General characteristics
- Class & type: L'Adroit-class destroyer
- Displacement: 1,380 t (1,360 long tons) (standard)
- Length: 107.2 m (351 ft 8 in)
- Beam: 9.9 m (32 ft 6 in)
- Draft: 3.5 m (11 ft 6 in)
- Installed power: 3 du Temple boilers; 31,000 PS (22,800 kW; 30,576 shp);
- Propulsion: 2 shafts; 2 geared steam turbines
- Speed: 33 knots (61 km/h; 38 mph)
- Range: 3,000 nmi (5,600 km; 3,500 mi) at 15 knots (28 km/h; 17 mph)
- Crew: 9 officers, 153 crewmen (wartime)
- Armament: 4 × single 130 mm (5.1 in) guns; 2 × single 37 mm (1.5 in) AA guns; 2 × triple 550 mm (21.7 in) torpedo tubes; 2 chutes and 2 throwers for 22 depth charges;

= French destroyer Fougueux =

Destroyer of the French Navy

The French destroyer Fougueux was one of 14 s built for the French Navy during the 1920s. Completed in 1930, the ship was initially assigned to the 1st Squadron (1^{e} Escadre) in the Mediterranean. Five years later she was transferred to the 2nd Squadron (2^{e} Escadre) in the Atlantic. During the Spanish Civil War of 1936–1939, Fougueux was one of the ships that helped to enforce the non-intervention agreement.

When France declared war on Germany in September 1939, the ship spent most of the next year escorting convoys. She bombarded German troops in the Netherlands and provided naval gunfire support to French troops during the Battle of France in May 1940. Fougueux helped to escort an incomplete battleship away from Metropolitan France to prevent its capture by the Germans the following month. The ship took refuge in Casablanca, French Morocco before the Armistice with Germany later in June. She spent most of the next two years on escort duties between French North Africa and Metropolitan France. Fougueux was sunk during the Naval Battle of Casablanca in November 1942 as the Allies invaded French North Africa during Operation Torch.

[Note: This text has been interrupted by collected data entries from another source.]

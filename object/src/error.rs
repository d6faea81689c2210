//! Errors reported by the checked decoding boundary.
//!
//! Corruption found on the hot paths (`Header::type_code`, `type_name`, the
//! typed casts) is fatal and panics instead. These variants are only produced
//! where a caller explicitly asked for a checked answer, such as
//! [`decode`](crate::decode) or [`LayoutSettings::validate`](crate::LayoutSettings::validate).

use thiserror::Error;

use crate::types::TypeCode;
use crate::value::Cell;

#[derive(Debug, Clone, PartialEq, Eq, Error)]
pub enum LayoutError {
    /// A tag or header carried a code outside the type catalog.
    #[error("unknown type code {0}")]
    UnknownType(Cell),

    /// The header at `address` marks a block on the free list.
    #[error("object at {address:#x} is a free block")]
    FreeBlock { address: Cell },

    /// The object at `address` was moved by the collector.
    #[error("object at {address:#x} was forwarded to {target:#x}")]
    Forwarded { address: Cell, target: Cell },

    /// The reference tag and the header of the object it points at disagree.
    #[error("reference tagged {tagged} points at a {found} header")]
    TagMismatch { tagged: TypeCode, found: TypeCode },

    /// Layout settings that no build could produce.
    #[error("invalid layout settings: {0}")]
    InvalidSettings(String),
}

==Design and description==
The L'Adroit class was a slightly enlarged and improved version of the preceding Bourrasque class. The ships had an overall length of 107.2 m, a beam of 9.9 m, and a draft of 3.5 m. The ships displaced 1380 t at standard load and 2000 t at deep load. Fougueux was powered by two Zoelly-Schneider geared steam turbines, each driving one propeller shaft using steam provided by three du Temple boilers. The turbines were designed to produce 31000 PS, which would propel the ships at 33 kn. The ships carried 386 t of fuel oil which gave them a range of 3000 nmi at 15 kn. The crew numbered 8 officers and 134 crewmen in peacetime and 9 officers and 153 crewmen during wartime.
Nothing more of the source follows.